Anna Denzler (born 1894 in Switzerland, died 1980 in New York) – "pretty and dark-haired with round rosy cheeks and small chocolate-brown eyes". She described dancing in the group: "Six girls to have been the chosen ones, to have stood on the same stage with Her, performing Her dances and bringing joy and solace to so many… to have had the wonderful and privileged experience of a life and great adventure with Her… this wonderful woman and creative artist… our Maestra".

Maria-Theresa Kruger (born 1895 in Dresden, died 1987 in New York) – "blue eyes, blond hair, and a lot of freckles on her tiny nose".

Irma Erich-Grimme (born 1897 in Hamburg, died 1977 in California)

Elizabeth (Lisa) Milker (born 1898 in Dresden, died 1976) – "with pretty golden curls and the large brown eyes of a startled deer".

Margot (Gretel) Jehl (born 1900 in Berlin, died 1925 in Paris) – "with violet eyes, ash-blond hair and the delicate look of a Dresden China-Doll".

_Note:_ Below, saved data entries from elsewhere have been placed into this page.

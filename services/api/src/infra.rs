use std::sync::atomic::AtomicBool;
use std::sync::{Arc, Mutex};

use chrono::{TimeZone, Utc};
use metrics_exporter_prometheus::PrometheusHandle;

use homeshare::accounts::{DirectoryError, User, UserDirectory, UserId, UserRole};
use homeshare::billing::{
    Order, OrderId, OrderStatus, OrderStore, OrderStoreError, PackageCatalog, PackageId,
    PaymentMethod,
};
use homeshare::listings::{
    ContactChannels, Listing, ListingCategory, ListingId, ListingRepository, RepositoryError,
};

#[derive(Clone)]
pub(crate) struct AppState {
    pub(crate) readiness: Arc<AtomicBool>,
    pub(crate) metrics: Arc<PrometheusHandle>,
}

#[derive(Default, Clone)]
pub(crate) struct InMemoryListingRepository {
    records: Arc<Mutex<Vec<Listing>>>,
}

impl InMemoryListingRepository {
    /// Load fixtures straight into the store, bypassing credit accounting.
    pub(crate) fn preload(&self, listings: Vec<Listing>) {
        let mut guard = self.records.lock().expect("listing mutex poisoned");
        guard.extend(listings);
    }
}

impl ListingRepository for InMemoryListingRepository {
    fn insert(&self, listing: Listing) -> Result<Listing, RepositoryError> {
        let mut guard = self.records.lock().expect("listing mutex poisoned");
        if guard.iter().any(|existing| existing.id == listing.id) {
            return Err(RepositoryError::Conflict);
        }
        guard.push(listing.clone());
        Ok(listing)
    }

    fn update(&self, listing: Listing) -> Result<(), RepositoryError> {
        let mut guard = self.records.lock().expect("listing mutex poisoned");
        match guard.iter_mut().find(|existing| existing.id == listing.id) {
            Some(slot) => {
                *slot = listing;
                Ok(())
            }
            None => Err(RepositoryError::NotFound),
        }
    }

    fn fetch(&self, id: &ListingId) -> Result<Option<Listing>, RepositoryError> {
        let guard = self.records.lock().expect("listing mutex poisoned");
        Ok(guard.iter().find(|listing| &listing.id == id).cloned())
    }

    fn remove(&self, id: &ListingId) -> Result<(), RepositoryError> {
        let mut guard = self.records.lock().expect("listing mutex poisoned");
        let before = guard.len();
        guard.retain(|listing| &listing.id != id);
        if guard.len() == before {
            return Err(RepositoryError::NotFound);
        }
        Ok(())
    }

    fn all(&self) -> Result<Vec<Listing>, RepositoryError> {
        let guard = self.records.lock().expect("listing mutex poisoned");
        Ok(guard.clone())
    }
}

#[derive(Default, Clone)]
pub(crate) struct InMemoryUserDirectory {
    records: Arc<Mutex<Vec<User>>>,
}

impl InMemoryUserDirectory {
    pub(crate) fn preload(&self, users: Vec<User>) {
        let mut guard = self.records.lock().expect("directory mutex poisoned");
        guard.extend(users);
    }
}

impl UserDirectory for InMemoryUserDirectory {
    fn insert(&self, user: User) -> Result<User, DirectoryError> {
        let mut guard = self.records.lock().expect("directory mutex poisoned");
        if guard.iter().any(|existing| existing.id == user.id) {
            return Err(DirectoryError::Conflict);
        }
        guard.push(user.clone());
        Ok(user)
    }

    fn update(&self, user: User) -> Result<(), DirectoryError> {
        let mut guard = self.records.lock().expect("directory mutex poisoned");
        match guard.iter_mut().find(|existing| existing.id == user.id) {
            Some(slot) => {
                *slot = user;
                Ok(())
            }
            None => Err(DirectoryError::NotFound),
        }
    }

    fn fetch(&self, id: &UserId) -> Result<Option<User>, DirectoryError> {
        let guard = self.records.lock().expect("directory mutex poisoned");
        Ok(guard.iter().find(|user| &user.id == id).cloned())
    }

    fn fetch_by_email(&self, email: &str) -> Result<Option<User>, DirectoryError> {
        let guard = self.records.lock().expect("directory mutex poisoned");
        Ok(guard
            .iter()
            .find(|user| user.email.eq_ignore_ascii_case(email))
            .cloned())
    }

    fn all(&self) -> Result<Vec<User>, DirectoryError> {
        let guard = self.records.lock().expect("directory mutex poisoned");
        Ok(guard.clone())
    }
}

#[derive(Default, Clone)]
pub(crate) struct InMemoryOrderStore {
    records: Arc<Mutex<Vec<Order>>>,
}

impl InMemoryOrderStore {
    pub(crate) fn preload(&self, orders: Vec<Order>) {
        let mut guard = self.records.lock().expect("order mutex poisoned");
        guard.extend(orders);
    }
}

impl OrderStore for InMemoryOrderStore {
    fn insert(&self, order: Order) -> Result<Order, OrderStoreError> {
        let mut guard = self.records.lock().expect("order mutex poisoned");
        if guard.iter().any(|existing| existing.id == order.id) {
            return Err(OrderStoreError::Conflict);
        }
        guard.push(order.clone());
        Ok(order)
    }

    fn update(&self, order: Order) -> Result<(), OrderStoreError> {
        let mut guard = self.records.lock().expect("order mutex poisoned");
        match guard.iter_mut().find(|existing| existing.id == order.id) {
            Some(slot) => {
                *slot = order;
                Ok(())
            }
            None => Err(OrderStoreError::NotFound),
        }
    }

    fn fetch(&self, id: &OrderId) -> Result<Option<Order>, OrderStoreError> {
        let guard = self.records.lock().expect("order mutex poisoned");
        Ok(guard.iter().find(|order| &order.id == id).cloned())
    }

    fn for_user(&self, user_id: &UserId) -> Result<Vec<Order>, OrderStoreError> {
        let guard = self.records.lock().expect("order mutex poisoned");
        Ok(guard
            .iter()
            .filter(|order| &order.user_id == user_id)
            .cloned()
            .collect())
    }

    fn all(&self) -> Result<Vec<Order>, OrderStoreError> {
        let guard = self.records.lock().expect("order mutex poisoned");
        Ok(guard.clone())
    }
}

pub(crate) fn demo_users() -> Vec<User> {
    vec![
        User {
            id: UserId("user-an".to_string()),
            name: "Nguyễn Văn An".to_string(),
            email: "an@student.edu.vn".to_string(),
            role: UserRole::User,
            remaining_credits: 5,
            current_package: None,
        },
        User {
            id: UserId("user-binh".to_string()),
            name: "Trần Thị Bình".to_string(),
            email: "binh@realestate.com".to_string(),
            role: UserRole::Sale,
            remaining_credits: 15,
            current_package: Some(PackageId("sale_standard".to_string())),
        },
        User {
            id: UserId("user-admin".to_string()),
            name: "Admin".to_string(),
            email: "admin@homeshare.com".to_string(),
            role: UserRole::Manager,
            remaining_credits: 0,
            current_package: None,
        },
    ]
}

pub(crate) fn demo_listings() -> Vec<Listing> {
    let posted = |y, m, d| {
        Utc.with_ymd_and_hms(y, m, d, 9, 0, 0)
            .single()
            .expect("valid seed timestamp")
    };

    vec![
        Listing {
            id: ListingId("post-roommate-0001".to_string()),
            category: ListingCategory::Roommate,
            title: "Tìm bạn nữ ở ghép gần ĐH Bách Khoa".to_string(),
            description: "Mình là sinh viên năm 2, tìm bạn nữ ở ghép. Phòng sạch sẽ, an ninh tốt."
                .to_string(),
            price: 2_500_000,
            location: "Quận 1, TP.HCM".to_string(),
            images: vec!["/img/placeholder.svg".to_string()],
            amenities: vec![
                "WiFi".to_string(),
                "Máy lạnh".to_string(),
                "Tủ lạnh".to_string(),
            ],
            author_id: UserId("user-an".to_string()),
            created_at: posted(2024, 1, 20),
            active: true,
            contact: ContactChannels {
                phone: Some("0901234567".to_string()),
                zalo: Some("0901234567".to_string()),
                email: None,
            },
        },
        Listing {
            id: ListingId("post-apartment-0001".to_string()),
            category: ListingCategory::Apartment,
            title: "Cho thuê căn hộ dịch vụ cao cấp".to_string(),
            description: "Căn hộ 1PN đầy đủ nội thất, view đẹp, gần trung tâm.".to_string(),
            price: 8_000_000,
            location: "Quận 3, TP.HCM".to_string(),
            images: vec![
                "/img/placeholder.svg".to_string(),
                "/img/placeholder-2.svg".to_string(),
            ],
            amenities: vec![
                "WiFi".to_string(),
                "Gym".to_string(),
                "Hồ bơi".to_string(),
                "Bảo vệ 24/7".to_string(),
            ],
            author_id: UserId("user-binh".to_string()),
            created_at: posted(2024, 1, 18),
            active: true,
            contact: ContactChannels {
                phone: Some("0907654321".to_string()),
                zalo: None,
                email: Some("contact@realestate.com".to_string()),
            },
        },
    ]
}

pub(crate) fn demo_orders() -> Vec<Order> {
    let catalog = PackageCatalog::standard();
    let weekly = catalog
        .find(&PackageId("user_weekly".to_string()))
        .expect("catalog carries the weekly package")
        .clone();
    let settled = Utc
        .with_ymd_and_hms(2024, 1, 15, 10, 30, 0)
        .single()
        .expect("valid seed timestamp");

    vec![Order {
        id: OrderId("order-seed-0001".to_string()),
        user_id: UserId("user-an".to_string()),
        package: weekly,
        status: OrderStatus::Completed,
        payment_method: PaymentMethod::Momo,
        created_at: settled,
        completed_at: Some(settled),
    }]
}

pub(crate) fn seed_demo_data(
    directory: &InMemoryUserDirectory,
    listings: &InMemoryListingRepository,
    orders: &InMemoryOrderStore,
) {
    directory.preload(demo_users());
    listings.preload(demo_listings());
    orders.preload(demo_orders());
}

Erica (Erika) Lohmann (born 1901 in Hamburg, died 1984 in Connecticut) – "dark-eyed Erika, who at four years of age was the youngest in the school".

==After separating from Isadora==
After leaving Duncan, the girls stayed together for some time. During World War I, they entertained troops in the US: In 1919, they toured 60 cities under Sol Hurok's management.

Maria-Theresa was the first to become an independent soloist in 1922, with four New York City concerts. By then, she had married Stephan Bourgeois, an art dealer, and founded her own company, the Heliconiades. Anna was on the faculty at the Eastman School of Music and subsequently taught at Carnegie Hall, beginning in 1926. Irma arrived in 1928 with the Moscow pupils on a Hurok-sponsored tour and, after their return to Russia, toured with Americans trained by Anna.

Louis Jouvet, the famed French actor and director, was Lisa's companion and acted as her lighting designer. Anna was involved with Walter Rummel, the musician who had been Isadora's admirer. In New York, she taught and acted in films. Irma later married an American, Sherman Rogers, and taught and performed with her dancers. Erica (Erika, the only Isadorable not to continue a dancing career), became a painter, according to sometime director of Isadora Duncan International Institute Ms. Bardsley.

On September 13, 1988, the active disciples of the Isadorables, who together formed the Duncan Council, scheduled an event to honor Maria-Theresa Duncan, who had died the year before. The event was conceived by one of Theresa's own pupils, who directed the Isadora Duncan International Institute.